**** PROVIDED ENTRIES ****

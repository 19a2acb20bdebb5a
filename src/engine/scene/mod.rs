//! Declarative scene setup: backdrop, lighting, and the surface set.

/// Deterministic starfield backdrop.
pub mod starfield;
/// Manifest-driven interactive surface spawning.
pub mod surfaces;

use bevy::prelude::*;

/// Dim key light for the imported scenery; the surfaces are unlit.
pub fn spawn_lighting(mut commands: Commands) {
    commands.spawn((
        DirectionalLight {
            illuminance: 2_000.0,
            shadows_enabled: false,
            ..default()
        },
        Transform::from_rotation(Quat::from_euler(
            EulerRot::ZYX,
            0.0,
            0.9,
            -std::f32::consts::FRAC_PI_4,
        )),
    ));
}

****

EXERCISE BRIEF
Each entry must be printed again exactly as given.

RESPONSE TO THIS EXERCISE
repository 19a2acb20bdebb5a
filename src/engine/scene/mod.rs
//! Declarative scene setup: backdrop, lighting, and the surface set.

/// Deterministic starfield backdrop.
pub mod starfield;
/// Manifest-driven interactive surface spawning.
pub mod surfaces;

use bevy::prelude::*;

/// Dim key light for the imported scenery; the surfaces are unlit.
pub fn spawn_lighting(mut commands: Commands) {
    commands.spawn((
        DirectionalLight {
            illuminance: 2_000.0,
            shadows_enabled: false,
            ..default()
        },
        Transform::from_rotation(Quat::from_euler(
            EulerRot::ZYX,
            0.0,
            0.9,
            -std::f32::consts::FRAC_PI_4,
        )),
    ));
}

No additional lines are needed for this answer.